//! Splice Media Model
//!
//! Defines the core data contracts for Splice operations:
//! - **Geometry:** frame sizes, crop rectangles, quarter turns and affine transforms
//! - **Timeline:** ordered video/audio track segments in native time
//! - **Sources:** probe reports, resolved source descriptors, metadata records
//! - **Operations:** operation kinds, typed parameters and named-parameter invocations
//! - **Plans:** transform plans and the composition handed to an export engine
//!
//! Time is carried as [`splice_common::time::NativeTime`] ticks; geometry is in
//! pixels with a top-left origin.

pub mod geometry;
pub mod operation;
pub mod plan;
pub mod source;
pub mod timeline;

pub use geometry::*;
pub use operation::*;
pub use plan::*;
pub use source::*;
pub use timeline::*;
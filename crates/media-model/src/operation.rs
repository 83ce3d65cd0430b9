//! Operation kinds, typed parameters and the named-parameter invocation
//! format callers use to request them.

use std::fmt;
use std::path::PathBuf;

use serde::{Deserialize, Serialize};
use splice_common::error::{SpliceError, SpliceResult};

use crate::geometry::{AspectRatio, QuarterTurn};
use crate::source::SourceDescriptor;

/// The supported edit operations.
#[derive(Debug, Clone, Copy, PartialEq, Eq, Hash, Serialize, Deserialize)]
#[serde(rename_all = "snake_case")]
pub enum OperationKind {
    Trim,
    Merge,
    ExtractAudio,
    RemoveAudio,
    AdjustSpeed,
    Crop,
    Rotate,
    Compress,
    Thumbnail,
}

impl OperationKind {
    pub fn as_str(self) -> &'static str {
        match self {
            Self::Trim => "trim",
            Self::Merge => "merge",
            Self::ExtractAudio => "extract_audio",
            Self::RemoveAudio => "remove_audio",
            Self::AdjustSpeed => "adjust_speed",
            Self::Crop => "crop",
            Self::Rotate => "rotate",
            Self::Compress => "compress",
            Self::Thumbnail => "thumbnail",
        }
    }
}

impl fmt::Display for OperationKind {
    fn fmt(&self, f: &mut fmt::Formatter<'_>) -> fmt::Result {
        f.write_str(self.as_str())
    }
}

/// Parameters of the timeline-producing operations.
#[derive(Debug, Clone, PartialEq)]
pub enum EditParams {
    Trim { start_ms: i64, end_ms: i64 },
    Merge,
    ExtractAudio,
    RemoveAudio,
    AdjustSpeed { multiplier: f64 },
    Crop { aspect: AspectRatio },
    Rotate { turn: QuarterTurn },
    Compress { target_height: u32 },
}

impl EditParams {
    pub fn kind(&self) -> OperationKind {
        match self {
            Self::Trim { .. } => OperationKind::Trim,
            Self::Merge => OperationKind::Merge,
            Self::ExtractAudio => OperationKind::ExtractAudio,
            Self::RemoveAudio => OperationKind::RemoveAudio,
            Self::AdjustSpeed { .. } => OperationKind::AdjustSpeed,
            Self::Crop { .. } => OperationKind::Crop,
            Self::Rotate { .. } => OperationKind::Rotate,
            Self::Compress { .. } => OperationKind::Compress,
        }
    }

    /// Constraints that can be checked without opening any file.
    pub fn validate(&self) -> SpliceResult<()> {
        match self {
            Self::Trim { start_ms, end_ms } => {
                if *start_ms < 0 {
                    return Err(SpliceError::invalid_parameter(format!(
                        "start_ms must be >= 0, got {start_ms}"
                    )));
                }
                if start_ms >= end_ms {
                    return Err(SpliceError::invalid_parameter(format!(
                        "start_ms ({start_ms}) must be less than end_ms ({end_ms})"
                    )));
                }
            }
            Self::AdjustSpeed { multiplier } => {
                if !(multiplier.is_finite() && *multiplier > 0.0) {
                    return Err(SpliceError::invalid_parameter(format!(
                        "multiplier must be a positive number, got {multiplier}"
                    )));
                }
            }
            Self::Compress { target_height } => {
                if *target_height == 0 {
                    return Err(SpliceError::invalid_parameter(
                        "target_height must be greater than 0",
                    ));
                }
            }
            Self::Merge
            | Self::ExtractAudio
            | Self::RemoveAudio
            | Self::Crop { .. }
            | Self::Rotate { .. } => {}
        }
        Ok(())
    }
}

/// Parameters of a still-frame extraction.
#[derive(Debug, Clone, Copy, PartialEq, Eq)]
pub struct ThumbnailParams {
    pub position_ms: i64,
    /// Encoder quality, 0 (smallest) to 100 (best).
    pub quality: u8,
    /// Output size; `None` keeps the source's display size.
    pub size: Option<(u32, u32)>,
}

impl ThumbnailParams {
    /// Validate raw caller input into typed parameters.
    pub fn new(
        position_ms: i64,
        quality: i64,
        width: Option<i64>,
        height: Option<i64>,
    ) -> SpliceResult<Self> {
        if position_ms < 0 {
            return Err(SpliceError::invalid_parameter(format!(
                "position_ms must be >= 0, got {position_ms}"
            )));
        }
        if !(0..=100).contains(&quality) {
            return Err(SpliceError::invalid_parameter(format!(
                "quality must be within [0, 100], got {quality}"
            )));
        }
        let size = match (width, height) {
            (None, None) => None,
            (Some(w), Some(h))
                if w > 0 && h > 0 && w <= u32::MAX as i64 && h <= u32::MAX as i64 =>
            {
                Some((w as u32, h as u32))
            }
            (Some(_), Some(_)) => {
                return Err(SpliceError::invalid_parameter(
                    "width and height must both be positive",
                ))
            }
            _ => {
                return Err(SpliceError::invalid_parameter(
                    "width and height must be given together or not at all",
                ))
            }
        };
        Ok(Self {
            position_ms,
            quality: quality as u8,
            size,
        })
    }
}

/// A validated edit bound to its resolved sources.
#[derive(Debug, Clone)]
pub struct OperationRequest {
    pub params: EditParams,
    pub sources: Vec<SourceDescriptor>,
}

impl OperationRequest {
    pub fn new(params: EditParams, sources: Vec<SourceDescriptor>) -> Self {
        Self { params, sources }
    }

    pub fn kind(&self) -> OperationKind {
        self.params.kind()
    }
}

/// A named-parameter operation request, as a host application sends it.
///
/// ```json
/// { "operation": "trim", "path": "/videos/in.mp4", "start_ms": 1000, "end_ms": 4000 }
/// ```
#[derive(Debug, Clone, PartialEq, Serialize, Deserialize)]
#[serde(tag = "operation", rename_all = "snake_case")]
pub enum Invocation {
    Trim {
        path: PathBuf,
        start_ms: i64,
        end_ms: i64,
    },
    Merge {
        paths: Vec<PathBuf>,
    },
    ExtractAudio {
        path: PathBuf,
    },
    RemoveAudio {
        path: PathBuf,
    },
    AdjustSpeed {
        path: PathBuf,
        multiplier: f64,
    },
    Crop {
        path: PathBuf,
        aspect_ratio: String,
    },
    Rotate {
        path: PathBuf,
        degrees: i32,
    },
    Compress {
        path: PathBuf,
        target_height: i64,
    },
    Thumbnail {
        path: PathBuf,
        position_ms: i64,
        /// Omitted means "use the configured default".
        #[serde(default)]
        quality: Option<i64>,
        #[serde(default)]
        width: Option<i64>,
        #[serde(default)]
        height: Option<i64>,
    },
    Metadata {
        path: PathBuf,
    },
}

/// An invocation after parameter validation.
#[derive(Debug, Clone, PartialEq)]
pub enum Call {
    Edit {
        inputs: Vec<PathBuf>,
        params: EditParams,
    },
    Thumbnail {
        input: PathBuf,
        params: ThumbnailParams,
    },
    Metadata {
        input: PathBuf,
    },
}

impl Invocation {
    /// Parse an invocation from JSON.
    pub fn from_json(json: &str) -> SpliceResult<Self> {
        serde_json::from_str(json).map_err(|e| {
            SpliceError::invalid_parameter(format!("malformed operation request: {e}"))
        })
    }

    /// Validate every parameter constraint that does not need the source
    /// files. `default_quality` applies when a thumbnail omits `quality`.
    pub fn into_call(self, default_quality: u8) -> SpliceResult<Call> {
        let edit = |inputs: Vec<PathBuf>, params: EditParams| -> SpliceResult<Call> {
            params.validate()?;
            Ok(Call::Edit { inputs, params })
        };

        match self {
            Self::Trim {
                path,
                start_ms,
                end_ms,
            } => edit(vec![path], EditParams::Trim { start_ms, end_ms }),
            Self::Merge { paths } => {
                if paths.is_empty() {
                    return Err(SpliceError::invalid_parameter(
                        "merge needs at least one input path",
                    ));
                }
                edit(paths, EditParams::Merge)
            }
            Self::ExtractAudio { path } => edit(vec![path], EditParams::ExtractAudio),
            Self::RemoveAudio { path } => edit(vec![path], EditParams::RemoveAudio),
            Self::AdjustSpeed { path, multiplier } => {
                edit(vec![path], EditParams::AdjustSpeed { multiplier })
            }
            Self::Crop { path, aspect_ratio } => {
                let aspect = aspect_ratio.parse::<AspectRatio>()?;
                edit(vec![path], EditParams::Crop { aspect })
            }
            Self::Rotate { path, degrees } => {
                let turn = QuarterTurn::from_degrees(degrees)?;
                edit(vec![path], EditParams::Rotate { turn })
            }
            Self::Compress {
                path,
                target_height,
            } => {
                if target_height <= 0 || target_height > u32::MAX as i64 {
                    return Err(SpliceError::invalid_parameter(format!(
                        "target_height must be greater than 0, got {target_height}"
                    )));
                }
                edit(
                    vec![path],
                    EditParams::Compress {
                        target_height: target_height as u32,
                    },
                )
            }
            Self::Thumbnail {
                path,
                position_ms,
                quality,
                width,
                height,
            } => {
                let quality = quality.unwrap_or(default_quality as i64);
                Ok(Call::Thumbnail {
                    input: path,
                    params: ThumbnailParams::new(position_ms, quality, width, height)?,
                })
            }
            Self::Metadata { path } => Ok(Call::Metadata { input: path }),
        }
    }
}
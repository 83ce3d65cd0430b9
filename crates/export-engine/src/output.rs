//! Output file naming and cleanup in the scratch directory.

use std::path::{Path, PathBuf};
use std::sync::atomic::{AtomicU64, Ordering};

use splice_common::error::SpliceResult;
use splice_media_model::plan::OutputFormat;

static SEQUENCE: AtomicU64 = AtomicU64::new(0);

/// Pick a fresh output path `<label>_<timestamp>_<seq>.<ext>` in `scratch_dir`.
///
/// The directory is created if needed and anything already at the chosen
/// path is deleted. The returned path is absolute.
pub fn allocate_output_path(
    scratch_dir: &Path,
    label: &str,
    format: OutputFormat,
) -> SpliceResult<PathBuf> {
    let dir = if scratch_dir.is_absolute() {
        scratch_dir.to_path_buf()
    } else {
        std::env::current_dir()?.join(scratch_dir)
    };
    std::fs::create_dir_all(&dir)?;

    let seq = SEQUENCE.fetch_add(1, Ordering::Relaxed);
    let stamp = chrono::Utc::now().format("%Y%m%dT%H%M%S%3f");
    let path = dir.join(format!("{label}_{stamp}_{seq}.{}", format.extension()));

    if remove_if_present(&path)? {
        tracing::debug!(path = %path.display(), "Removed stale file at output path");
    }
    Ok(path)
}

/// Delete `path` if it exists. Returns whether a file was removed.
pub fn remove_if_present(path: &Path) -> std::io::Result<bool> {
    match std::fs::remove_file(path) {
        Ok(()) => Ok(true),
        Err(err) if err.kind() == std::io::ErrorKind::NotFound => Ok(false),
        Err(err) => Err(err),
    }
}

/// Best-effort removal of partial output, logging instead of failing.
pub(crate) fn discard_partial(path: &Path) {
    match remove_if_present(path) {
        Ok(true) => tracing::info!(path = %path.display(), "Deleted partial output"),
        Ok(false) => {}
        Err(err) => tracing::warn!(
            error = %err,
            path = %path.display(),
            "Failed to delete partial output"
        ),
    }
}

/// Whether `path` is a regular file with at least one byte.
pub fn is_non_empty_file(path: &Path) -> bool {
    std::fs::metadata(path)
        .map(|meta| meta.is_file() && meta.len() > 0)
        .unwrap_or(false)
}

#[cfg(test)]
mod tests {
    use super::*;

    #[test]
    fn test_paths_are_unique_and_named_by_label() {
        let dir = tempfile::tempdir().unwrap();
        let a = allocate_output_path(dir.path(), "trim", OutputFormat::Mp4).unwrap();
        let b = allocate_output_path(dir.path(), "trim", OutputFormat::Mp4).unwrap();
        assert_ne!(a, b);
        assert!(a.is_absolute());
        let name = a.file_name().unwrap().to_string_lossy().to_string();
        assert!(name.starts_with("trim_"));
        assert!(name.ends_with(".mp4"));
    }

    #[test]
    fn test_creates_missing_scratch_dir() {
        let dir = tempfile::tempdir().unwrap();
        let nested = dir.path().join("a").join("b");
        let path = allocate_output_path(&nested, "thumbnail", OutputFormat::Jpeg).unwrap();
        assert!(nested.is_dir());
        assert_eq!(path.extension().unwrap(), "jpg");
    }

    #[test]
    fn test_remove_if_present() {
        let dir = tempfile::tempdir().unwrap();
        let path = dir.path().join("partial.mp4");
        assert!(!remove_if_present(&path).unwrap());
        std::fs::write(&path, b"x").unwrap();
        assert!(is_non_empty_file(&path));
        assert!(remove_if_present(&path).unwrap());
        assert!(!path.exists());
    }

    #[test]
    fn test_empty_file_is_not_output() {
        let dir = tempfile::tempdir().unwrap();
        let path = dir.path().join("empty.mp4");
        std::fs::write(&path, b"").unwrap();
        assert!(!is_non_empty_file(&path));
        assert!(!is_non_empty_file(dir.path()));
    }
}
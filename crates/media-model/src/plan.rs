//! Transform plans and the complete composition handed to an export engine.

use serde::{Deserialize, Serialize};

use crate::geometry::{Affine, Size};
use crate::timeline::Timeline;

/// Kind of file an operation produces.
#[derive(Debug, Clone, Copy, PartialEq, Eq, Hash, Serialize, Deserialize)]
#[serde(rename_all = "lowercase")]
pub enum OutputFormat {
    /// MP4 container with video (and audio when present).
    Mp4,
    /// MPEG-4 audio-only container.
    M4a,
    /// Still image.
    Jpeg,
}

impl OutputFormat {
    pub fn extension(self) -> &'static str {
        match self {
            Self::Mp4 => "mp4",
            Self::M4a => "m4a",
            Self::Jpeg => "jpg",
        }
    }
}

/// How video frames are placed on the output canvas.
#[derive(Debug, Clone, PartialEq, Serialize, Deserialize)]
pub struct TransformPlan {
    /// Output canvas size. Positive in both dimensions for video output.
    pub render_size: Size,
    /// Output frame rate.
    pub frame_rate: f64,
    /// One transform per video segment, in segment order. Each maps the
    /// source's coded frame onto the canvas.
    pub transforms: Vec<Affine>,
}

impl TransformPlan {
    /// Plan for outputs without video.
    pub fn audio_only() -> Self {
        Self {
            render_size: Size::default(),
            frame_rate: 0.0,
            transforms: Vec::new(),
        }
    }
}

/// The resolved output of the composition builder for one operation.
#[derive(Debug, Clone, PartialEq, Serialize, Deserialize)]
pub struct CompositionPlan {
    pub timeline: Timeline,
    pub transform: TransformPlan,
    pub format: OutputFormat,
}
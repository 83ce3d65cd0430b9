//! Run one edit or thumbnail operation with live progress.

use std::io::Write;

use splice_export::{Editor, OperationResult};
use splice_media_model::operation::Invocation;

pub async fn run(editor: &Editor, invocation: Invocation) -> anyhow::Result<()> {
    let handle = editor.submit(invocation)?;
    let id = handle.id();
    let kind = handle.kind();
    let mut progress = handle.progress();

    println!("Running {kind} ({id})");
    println!("  Output: {}", handle.output_path().display());

    let wait = handle.wait();
    tokio::pin!(wait);
    let mut progress_open = true;
    let mut interrupted = false;

    let result = loop {
        tokio::select! {
            result = &mut wait => break result,
            changed = progress.changed(), if progress_open => {
                if changed.is_err() {
                    progress_open = false;
                    continue;
                }
                let fraction = *progress.borrow_and_update();
                print!("\r  Progress: {:.1}%  ", fraction * 100.0);
                let _ = std::io::stdout().flush();
            }
            _ = tokio::signal::ctrl_c(), if !interrupted => {
                interrupted = true;
                println!("\n  Cancelling...");
                editor.cancel(id);
            }
        }
    };
    println!();

    match result {
        OperationResult::Completed { path } => {
            println!("{kind} complete: {}", path.display());
            Ok(())
        }
        OperationResult::Failed { kind: error, message } => {
            Err(anyhow::anyhow!("{kind} failed ({error}): {message}"))
        }
        OperationResult::Cancelled => Err(anyhow::anyhow!("{kind} cancelled")),
    }
}
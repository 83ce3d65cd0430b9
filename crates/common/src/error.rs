//! Error types shared across Splice crates.

use std::fmt;
use std::path::PathBuf;

use serde::{Deserialize, Serialize};

/// Coarse classification of every failure an operation can report.
///
/// `Cancelled` is not strictly an error: it is the terminal outcome of a
/// caller-requested cancellation.
#[derive(Debug, Clone, Copy, PartialEq, Eq, Hash, Serialize, Deserialize)]
#[serde(rename_all = "snake_case")]
pub enum ErrorKind {
    NotFound,
    InvalidParameter,
    InvalidAsset,
    InvalidTimeRange,
    ExportFailed,
    Cancelled,
}

impl ErrorKind {
    pub fn as_str(self) -> &'static str {
        match self {
            Self::NotFound => "not_found",
            Self::InvalidParameter => "invalid_parameter",
            Self::InvalidAsset => "invalid_asset",
            Self::InvalidTimeRange => "invalid_time_range",
            Self::ExportFailed => "export_failed",
            Self::Cancelled => "cancelled",
        }
    }
}

impl fmt::Display for ErrorKind {
    fn fmt(&self, f: &mut fmt::Formatter<'_>) -> fmt::Result {
        f.write_str(self.as_str())
    }
}

/// Top-level error type for Splice operations.
#[derive(Debug, thiserror::Error)]
pub enum SpliceError {
    #[error("File not found: {path}")]
    NotFound { path: PathBuf },

    #[error("Invalid parameter: {message}")]
    InvalidParameter { message: String },

    #[error("Invalid asset: {message}")]
    InvalidAsset { message: String },

    #[error("Invalid time range: {message}")]
    InvalidTimeRange { message: String },

    #[error("Export failed: {message}")]
    ExportFailed { message: String },

    #[error("Operation cancelled")]
    Cancelled,

    #[error(transparent)]
    Io(#[from] std::io::Error),

    #[error(transparent)]
    Json(#[from] serde_json::Error),

    #[error(transparent)]
    Other(#[from] anyhow::Error),
}

/// Result type alias using SpliceError.
pub type SpliceResult<T> = Result<T, SpliceError>;

impl SpliceError {
    pub fn not_found(path: impl Into<PathBuf>) -> Self {
        Self::NotFound { path: path.into() }
    }

    pub fn invalid_parameter(msg: impl Into<String>) -> Self {
        Self::InvalidParameter {
            message: msg.into(),
        }
    }

    pub fn invalid_asset(msg: impl Into<String>) -> Self {
        Self::InvalidAsset {
            message: msg.into(),
        }
    }

    pub fn invalid_time_range(msg: impl Into<String>) -> Self {
        Self::InvalidTimeRange {
            message: msg.into(),
        }
    }

    pub fn export_failed(msg: impl Into<String>) -> Self {
        Self::ExportFailed {
            message: msg.into(),
        }
    }

    /// The error kind reported to callers.
    ///
    /// I/O, JSON and opaque errors can only arise once work is under way,
    /// so they are reported as export failures.
    pub fn kind(&self) -> ErrorKind {
        match self {
            Self::NotFound { .. } => ErrorKind::NotFound,
            Self::InvalidParameter { .. } => ErrorKind::InvalidParameter,
            Self::InvalidAsset { .. } => ErrorKind::InvalidAsset,
            Self::InvalidTimeRange { .. } => ErrorKind::InvalidTimeRange,
            Self::Cancelled => ErrorKind::Cancelled,
            Self::ExportFailed { .. } | Self::Io(_) | Self::Json(_) | Self::Other(_) => {
                ErrorKind::ExportFailed
            }
        }
    }
}

#[cfg(test)]
mod tests {
    use super::*;

    #[test]
    fn test_kind_mapping() {
        assert_eq!(
            SpliceError::not_found("/nope.mp4").kind(),
            ErrorKind::NotFound
        );
        assert_eq!(
            SpliceError::invalid_parameter("bad").kind(),
            ErrorKind::InvalidParameter
        );
        assert_eq!(SpliceError::Cancelled.kind(), ErrorKind::Cancelled);

        let io = std::io::Error::new(std::io::ErrorKind::Other, "disk full");
        assert_eq!(SpliceError::from(io).kind(), ErrorKind::ExportFailed);
    }

    #[test]
    fn test_display_includes_message() {
        let err = SpliceError::invalid_time_range("end_ms 5000 exceeds duration 4000");
        assert_eq!(
            err.to_string(),
            "Invalid time range: end_ms 5000 exceeds duration 4000"
        );
        assert_eq!(ErrorKind::InvalidTimeRange.to_string(), "invalid_time_range");
    }
}
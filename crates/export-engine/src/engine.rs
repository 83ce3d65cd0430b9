//! Capability interfaces implemented by platform export engines.
//!
//! The coordinator never talks to an encoder directly. It asks an
//! [`ExportEngine`] to begin a job and then polls the returned
//! [`EngineSession`] until it settles. Metadata comes through a separate
//! [`MetadataProbe`] so sources can be read without an engine.

use std::path::{Path, PathBuf};

use splice_common::error::SpliceResult;
use splice_media_model::geometry::Size;
use splice_media_model::operation::OperationKind;
use splice_media_model::plan::CompositionPlan;
use splice_media_model::source::{ProbeReport, SourceDescriptor};

use crate::coordinator::CancelHandle;

/// Everything an engine needs to render one composition.
#[derive(Debug, Clone)]
pub struct ExportJob {
    pub kind: OperationKind,
    /// Sources referenced by index from the timeline segments.
    pub sources: Vec<SourceDescriptor>,
    pub plan: CompositionPlan,
    /// File the engine writes. Owned by the coordinator.
    pub output_path: PathBuf,
}

/// A still frame to extract from a source.
#[derive(Debug, Clone)]
pub struct FrameRequest {
    pub source: PathBuf,
    pub position_ms: i64,
    /// Output size; `None` keeps the upright source size.
    pub size: Option<Size>,
    /// 0 (smallest) to 100 (best).
    pub quality: u8,
    pub output_path: PathBuf,
}

/// Progress of a running engine session.
#[derive(Debug, Clone, PartialEq)]
pub enum EngineStatus {
    /// Still working. Progress is in [0.0, 1.0] when known.
    Running { progress: Option<f64> },
    Completed,
    Failed(String),
}

/// A running export owned by the coordinator.
pub trait EngineSession: Send {
    /// Non-blocking status check.
    fn poll(&mut self) -> EngineStatus;

    /// Stop the export. Safe to call more than once.
    fn cancel(&mut self);
}

/// Trait for export engines (ffmpeg, platform media frameworks, test doubles).
pub trait ExportEngine: Send + Sync {
    /// Engine name.
    fn name(&self) -> &str;

    /// Check if this engine can run on the system.
    fn is_available(&self) -> bool;

    /// Start rendering `job`. May block briefly while the encoder spins up.
    fn begin(&self, job: &ExportJob) -> SpliceResult<Box<dyn EngineSession>>;

    /// Extract one frame to `request.output_path`. Blocking.
    ///
    /// Implementations watch `cancel` while the frame is produced and
    /// return `SpliceError::Cancelled` once they have stopped.
    fn sample_frame(&self, request: &FrameRequest, cancel: &CancelHandle) -> SpliceResult<()>;
}

/// Trait for metadata sources.
pub trait MetadataProbe: Send + Sync {
    /// Read what can be learned about `path`. Errors mean the file could not
    /// be read as media at all.
    fn probe(&self, path: &Path) -> SpliceResult<ProbeReport>;
}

-=-=-=-=-

WHAT THE EXERCISE ASKS: The required output is every line above from the one with "filename crates/media-model/src/operation.rs" down to the one with "use crate::source::SourceDescriptor;", restated word for word, ends included.

WRITTEN SOLUTION:
filename crates/media-model/src/operation.rs
repository 83ce3d65cd0430b9
//! Operation kinds, typed parameters and the named-parameter invocation
//! format callers use to request them.

use std::fmt;
use std::path::PathBuf;

use serde::{Deserialize, Serialize};
use splice_common::error::{SpliceError, SpliceResult};

use crate::geometry::{AspectRatio, QuarterTurn};
use crate::source::SourceDescriptor;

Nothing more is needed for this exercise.